EXERCISE DIRECTIONS - As the answer, give a copy of each line below that includes the word "openxmlformats".

Stored dataset items
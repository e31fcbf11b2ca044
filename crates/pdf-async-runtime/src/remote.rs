//! Contract with the conversion server
//!
//! Only the response envelope is modelled here. Operation-specific fields
//! are ignored.

use crate::error::{Result, RuntimeError};
use serde::{Deserialize, Serialize};

const GENERIC_FAILURE: &str = "Operation failed";

#[derive(Debug, Clone, PartialEq, Serialize, Deserialize)]
#[serde(rename_all = "camelCase")]
pub struct ProcessingResponse {
    pub success: bool,
    #[serde(default, skip_serializing_if = "Option::is_none")]
    pub download_url: Option<String>,
    #[serde(default, skip_serializing_if = "Option::is_none")]
    pub file_name: Option<String>,
    #[serde(default, skip_serializing_if = "Option::is_none")]
    pub error: Option<String>,
}

/// Where to fetch a finished artifact
#[derive(Debug, Clone, PartialEq, Eq)]
pub struct DownloadTarget {
    pub url: String,
    pub file_name: String,
}

impl ProcessingResponse {
    pub fn from_json(body: &str) -> Result<Self> {
        Ok(serde_json::from_str(body)?)
    }

    pub fn into_result(self) -> Result<DownloadTarget> {
        if !self.success {
            return Err(RuntimeError::ExternalService(
                self.error.unwrap_or_else(|| GENERIC_FAILURE.to_string()),
            ));
        }
        let url = self.download_url.ok_or_else(|| {
            RuntimeError::ExternalService("Response has no download URL".to_string())
        })?;
        let file_name = match self.file_name {
            Some(name) => name,
            None => url.rsplit('/').next().unwrap_or_default().to_string(),
        };
        Ok(DownloadTarget { url, file_name })
    }
}

/// MIME type served for a downloaded artifact, chosen by extension
pub fn content_type_for(file_name: &str) -> &'static str {
    let extension = file_name
        .rsplit_once('.')
        .map(|(_, ext)| ext.to_ascii_lowercase())
        .unwrap_or_default();
    match extension.as_str() {
        "pdf" => "application/pdf",
        "png" => "image/png",
        "jpg" | "jpeg" => "image/jpeg",
        "gif" => "image/gif",
        "zip" => "application/zip",
        "doc" => "application/msword",
        "docx" => "application/vnd.openxmlformats-officedocument.wordprocessingml.document",
        "xls" => "application/vnd.ms-excel",
        "xlsx" => "application/vnd.openxmlformats-officedocument.spreadsheetml.sheet",
        "ppt" => "application/vnd.ms-powerpoint",
        "pptx" => "application/vnd.openxmlformats-officedocument.presentationml.presentation",
        "txt" => "text/plain",
        _ => "application/octet-stream",
    }
}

FINISHED TASK -
        "docx" => "application/vnd.openxmlformats-officedocument.wordprocessingml.document",
        "xlsx" => "application/vnd.openxmlformats-officedocument.spreadsheetml.sheet",
        "pptx" => "application/vnd.openxmlformats-officedocument.presentationml.presentation",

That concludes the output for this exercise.